Reasons for high adoption rates: good management support / making it required and having clear accountabilities for completion / good internal marketing / internal champions / making eLearning interactive and engaging.

Here is a link to the recorded webinar.

2 Comments:

Blogger Geeta Bose said...

You have discussed some key issues that are close to my heart. I strongly believe that the key reason why dropout rate is high in eLearning is because elearning is not for real learners, it is created for stakeholders whose motivations are very different from that of actual learners. Listed below are a few key reasons:

1. Most people design elearning like they would design software – from the top, aloof, and with features, plug-ins, and bottomline as the only decisive parameters. There is absolutely no consideration for the learner for whom the elearning is designed. They design for those one in a millionth instance when a learner may do something wrong and ignore the millionth time that a learner will need to do something right.
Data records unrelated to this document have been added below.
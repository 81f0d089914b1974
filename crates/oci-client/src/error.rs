//! Error type for the `OCIClient` collaborator contract.

use ocimesh_common::ErrorKind;

/// Result type alias for this crate.
pub type Result<T> = std::result::Result<T, Error>;

/// Errors an `OciStore` implementation may return.
///
/// Only three kinds apply here: `NotFound`, `Io`, and `Canceled` — a
/// content-store collaborator has no `Fatal` case of its own (connection
/// failure at startup is the caller's `Fatal`, not this crate's).
#[derive(Debug, thiserror::Error)]
pub enum Error {
    /// No matching digest, reference, or entry in the content store.
    #[error("not found: {0}")]
    NotFound(String),

    /// Transient I/O failure talking to the content store.
    #[error("content store I/O error: {0}")]
    Io(String),

    /// The caller's cancellation token fired mid-operation.
    #[error("operation canceled")]
    Canceled,
}

impl Error {
    /// Construct a [`Error::NotFound`].
    #[must_use]
    pub fn not_found(what: impl Into<String>) -> Self {
        Self::NotFound(what.into())
    }

    /// Construct a [`Error::Io`].
    #[must_use]
    pub fn io(message: impl Into<String>) -> Self {
        Self::Io(message.into())
    }

    /// Map to the shared error-kind taxonomy.
    #[must_use]
    pub fn kind(&self) -> ErrorKind {
        match self {
            Self::NotFound(_) => ErrorKind::NotFound,
            Self::Io(_) => ErrorKind::Io,
            Self::Canceled => ErrorKind::Canceled,
        }
    }
}

impl From<std::io::Error> for Error {
    fn from(err: std::io::Error) -> Self {
        Self::Io(err.to_string())
    }
}
//! The `Reference` type: a parsed identifier for an image artifact.

use std::fmt;

use crate::digest::Digest;

/// Either half of a reference's identity: a mutable tag or an immutable
/// digest.
#[derive(Debug, Clone, PartialEq, Eq)]
pub enum RefKind {
    /// A human-assigned, mutable pointer.
    Tag(String),
    /// A content-addressable, immutable pointer.
    Digest(Digest),
}

/// A parsed OCI image reference.
///
/// Invariant: a reference is either digest-valued (content-addressable) or
/// tag-valued, never both and never neither — enforced by `RefKind` being
/// a sum type rather than two optional fields.
#[derive(Debug, Clone, PartialEq, Eq)]
pub struct Reference {
    registry: String,
    repository: String,
    kind: RefKind,
}

impl Reference {
    /// Build a reference from its parts.
    #[must_use]
    pub fn new(registry: impl Into<String>, repository: impl Into<String>, kind: RefKind) -> Self {
        Self {
            registry: registry.into(),
            repository: repository.into(),
            kind,
        }
    }

    /// The registry host (and optional port) this reference was resolved
    /// against.
    #[must_use]
    pub fn registry(&self) -> &str {
        &self.registry
    }

    /// The slash-separated repository path.
    #[must_use]
    pub fn repository(&self) -> &str {
        &self.repository
    }

    /// The tag or digest half of this reference.
    #[must_use]
    pub fn kind(&self) -> &RefKind {
        &self.kind
    }

    /// The digest, if this reference is digest-valued.
    ///
    /// Empty (`None`) for a tag reference that has not been bound to a
    /// digest by a prior manifest pull.
    #[must_use]
    pub fn digest(&self) -> Option<&Digest> {
        match &self.kind {
            RefKind::Digest(digest) => Some(digest),
            RefKind::Tag(_) => None,
        }
    }

    /// The advertisement key this reference should be advertised/resolved
    /// under.
    ///
    /// Digest-valued references use the digest's canonical string (stable,
    /// preferred); tag-valued references fall back to the full reference
    /// string.
    #[must_use]
    pub fn advertisement_key(&self) -> String {
        match self.digest() {
            Some(digest) => digest.to_string(),
            None => self.to_string(),
        }
    }
}

impl fmt::Display for Reference {
    fn fmt(&self, f: &mut fmt::Formatter<'_>) -> fmt::Result {
        match &self.kind {
            RefKind::Tag(tag) => write!(f, "{}/{}:{tag}", self.registry, self.repository),
            RefKind::Digest(digest) => write!(f, "{}/{}@{digest}", self.registry, self.repository),
        }
    }
}

#[cfg(test)]
mod tests {
    use super::*;

    #[test]
    fn tag_reference_has_no_digest() {
        let reference = Reference::new("docker.io", "library/nginx", RefKind::Tag("latest".into()));
        assert!(reference.digest().is_none());
        assert_eq!(reference.to_string(), "docker.io/library/nginx:latest");
    }

    #[test]
    fn digest_reference_display_and_key() {
        let digest = Digest::parse(
            "sha256:aaaaaaaaaaaaaaaaaaaaaaaaaaaaaaaaaaaaaaaaaaaaaaaaaaaaaaaaaaaaaaaa",
        )
        .unwrap();
        let reference = Reference::new("docker.io", "foo/bar", RefKind::Digest(digest.clone()));
        assert_eq!(reference.digest(), Some(&digest));
        assert_eq!(reference.advertisement_key(), digest.to_string());
        assert_eq!(
            reference.to_string(),
            "docker.io/foo/bar@sha256:aaaaaaaaaaaaaaaaaaaaaaaaaaaaaaaaaaaaaaaaaaaaaaaaaaaaaaaaaaaaaaaa"
        );
    }

    #[test]
    fn tag_reference_key_is_full_string() {
        let reference = Reference::new("docker.io", "foo/bar", RefKind::Tag("v1".into()));
        assert_eq!(reference.advertisement_key(), reference.to_string());
    }
}
//! The `Router` contract: a content-addressable peer directory.
//!
//! The router is an interface, not a protocol — an implementer may choose
//! a DHT, a gossip overlay, or a centralized directory, as long as the
//! `advertise`/`resolve`/`allow_self`/timeout contract holds.
//! [`GossipRouter`] satisfies the contract with an in-process directory;
//! the gossip/DHT mechanism a production deployment would need to
//! propagate advertisements across nodes is left as a black box.

mod error;
pub mod testing;

use std::collections::{HashMap, HashSet};
use std::sync::Arc;
use std::time::Duration;

use async_trait::async_trait;
use ocimesh_common::PeerRecord;
use tokio::sync::RwLock;

pub use error::{Error, Result};

/// A content-addressable peer directory.
#[async_trait]
pub trait Router: Send + Sync {
    /// Declare that this node can serve `keys`. Idempotent and additive.
    async fn advertise(&self, keys: &[String]) -> Result<()>;

    /// Return one peer advertising `key`, honoring `timeout`.
    ///
    /// Must not return this node when `allow_self` is `false`. A timeout
    /// elapsing yields `Ok(None)`, never an error.
    async fn resolve(&self, key: &str, allow_self: bool, timeout: Duration) -> Result<Option<PeerRecord>>;

    /// This node's own peer record.
    ///
    /// Lets a caller holding only `Arc<dyn Router>` recognize a resolved
    /// peer as itself, without relying on `allow_self` alone.
    fn local(&self) -> PeerRecord;

    /// Quiesce the overlay. After this, `advertise`/`resolve` are no-ops;
    /// `resolve` always returns `Ok(None)`.
    async fn close(&self);
}

struct Shared {
    local: PeerRecord,
    directory: RwLock<HashMap<String, HashSet<PeerRecord>>>,
    closed: RwLock<bool>,
}

/// An in-process directory standing in for the gossip/DHT overlay.
#[derive(Clone)]
pub struct GossipRouter {
    shared: Arc<Shared>,
}

impl GossipRouter {
    /// Create a router identifying itself as `local` to peers.
    #[must_use]
    pub fn new(local: PeerRecord) -> Self {
        Self {
            shared: Arc::new(Shared {
                local,
                directory: RwLock::new(HashMap::new()),
                closed: RwLock::new(false),
            }),
        }
    }

    async fn resolve_now(&self, key: &str, allow_self: bool) -> Option<PeerRecord> {
        let directory = self.shared.directory.read().await;
        let Some(peers) = directory.get(key) else {
            return None;
        };
        peers
            .iter()
            .find(|peer| allow_self || **peer != self.shared.local)
            .copied()
    }
}

#[async_trait]
impl Router for GossipRouter {
    async fn advertise(&self, keys: &[String]) -> Result<()> {
        if *self.shared.closed.read().await {
            return Ok(());
        }
        let mut directory = self.shared.directory.write().await;
        for key in keys {
            directory
                .entry(key.clone())
                .or_default()
                .insert(self.shared.local);
        }
        Ok(())
    }

    async fn resolve(&self, key: &str, allow_self: bool, timeout: Duration) -> Result<Option<PeerRecord>> {
        if *self.shared.closed.read().await {
            return Ok(None);
        }
        match tokio::time::timeout(timeout, self.resolve_now(key, allow_self)).await {
            Ok(peer) => Ok(peer),
            Err(_elapsed) => Ok(None),
        }
    }

    fn local(&self) -> PeerRecord {
        self.shared.local
    }

    async fn close(&self) {
        *self.shared.closed.write().await = true;
    }
}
2. Most elearning is driven by stakeholders. Often design inputs come from stakeholders’ needs and not the learner's needs. "Use red because client likes red." Client likes an interactive course so you make your computer-wary adult learners sweat it out learning through a hard-to-navigate game.

3. Most elearning is designed to justify either the training budget or update the skill-sheet. Only if elearning is designed with the learner in mind, only if elearning was for real people in this real world and not for nameless faceless corporate or unknown audience pursuing an online diploma would it really make sense.

eLearning designers need to think about this. If people can make an effort to learn from unreadable PDFs, ad-scarred web pages, and unfriendly e-books, why aren’t they motivated to learn from colorful, engaging, and fun elearning courses?

Any amount of external incentives, motivations, or penalties can motivate a learner to learn. They may sit through the course until the progress bar shows 100% percent, but they may not achieve the learning outcome. The objective of good elearning is not just get learners interested in the course but also ensure that they achieve what the course is set out to help them achieve.

I strongly advocate learner-centered design for elearning. You can check out more thoughts on this at:
http://elearning.kern-comm.com

Cheers,
Geeta Bose
http://www.geetabose.blogspot.com/

10:26 AM  
Blogger Rick Nigol said...

Hi Geeta:

Thanks for your excellent reflections.

I couldn't agree more, learner-centred design is essential for the acheivement of learning objectives, and to improve course completion rates. However, even with an excellently designed eLearning intervention, we still find that strategies are required to ensure high adoption. If it is an effective course, and only a few complete it, the full benefits are not being realized.